Division of Clinical Cancer Genetics, Department of Pediatrics, City of Hope, Duarte, CA, USA.
Mol Diagn Ther. 2013 Feb;17(1):31-47. doi: 10.1007/s40291-013-0020-0.
Prevalent as an acquired abnormality in cancer, the role of tumor protein p53 (TP53) as a germline mutation continues to evolve. The clinical impact of a germline TP53 mutation is often dramatic and affects the full life course, with a propensity to develop rare tumors in childhood and multiple common cancers of unexpectedly early onset in adulthood. In this article, we review the clinical relevance of germline mutations in the TP53 tumor suppressor gene to current healthcare practice, including the optimal ways to identify patients with Li-Fraumeni syndrome (LFS), to recognize the core cancers associated with LFS, and to develop strategies for early detection of LFS-associated tumors. Several TP53-targeted approaches to improve outcomes in LFS patients are also reviewed. A case report is used to highlight special TP53 testing dilemmas and unique challenges associated with genetic testing decisions in the current age of rapidly advancing genomic technologies.

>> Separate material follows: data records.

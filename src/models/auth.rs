// src/models/auth.rs

use serde::{Deserialize, Serialize};
use uuid::Uuid;
use validator::Validate;

use crate::models::user::{User, UserRole};

// Dados para login
#[derive(Debug, Deserialize, Validate)]
pub struct LoginUserPayload {
    #[serde(default)]
    #[validate(email(message = "invalid_email"))]
    pub email: String,
    #[serde(default)]
    #[validate(length(min = 1, message = "required"))]
    pub password: String,
}

#[derive(Debug, Serialize)]
pub struct LoginResponse {
    pub message: String,
    pub user: User,
    pub token: String,
}

// Estrutura de dados ("claims") dentro do JWT
#[derive(Debug, Serialize, Deserialize)]
pub struct Claims {
    pub sub: Uuid,      // Subject (ID do usuário)
    pub role: UserRole, // Papel no momento do login
    pub exp: usize,     // Expiration time
    pub iat: usize,     // Issued At
}

/// Quem está fazendo a requisição, já validado pelo token.
#[derive(Debug, Clone, Copy, PartialEq, Eq)]
pub struct CurrentUser {
    pub id: Uuid,
    pub role: UserRole,
}

impl CurrentUser {
    pub fn is_admin(&self) -> bool {
        self.role == UserRole::Admin
    }
}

作为癌症中一种常见的获得性异常,肿瘤蛋白 p53(TP53)作为种系突变的作用仍在不断发展。种系 TP53 突变的临床影响通常是显著的,并影响整个生命周期,倾向于在儿童期罕见肿瘤和成年期意外早发的多种常见癌症。在本文中,我们回顾了 TP53 肿瘤抑制基因种系突变对当前医疗保健实践的临床相关性,包括识别 Li-Fraumeni 综合征(LFS)患者的最佳方法,识别与 LFS 相关的核心癌症,以及制定早期检测 LFS 相关肿瘤的策略。还回顾了几种针对 TP53 的方法,以改善 LFS 患者的预后。通过一个案例报告,突出了在当前快速发展的基因组技术时代,与遗传检测决策相关的特殊 TP53 检测困境和独特挑战。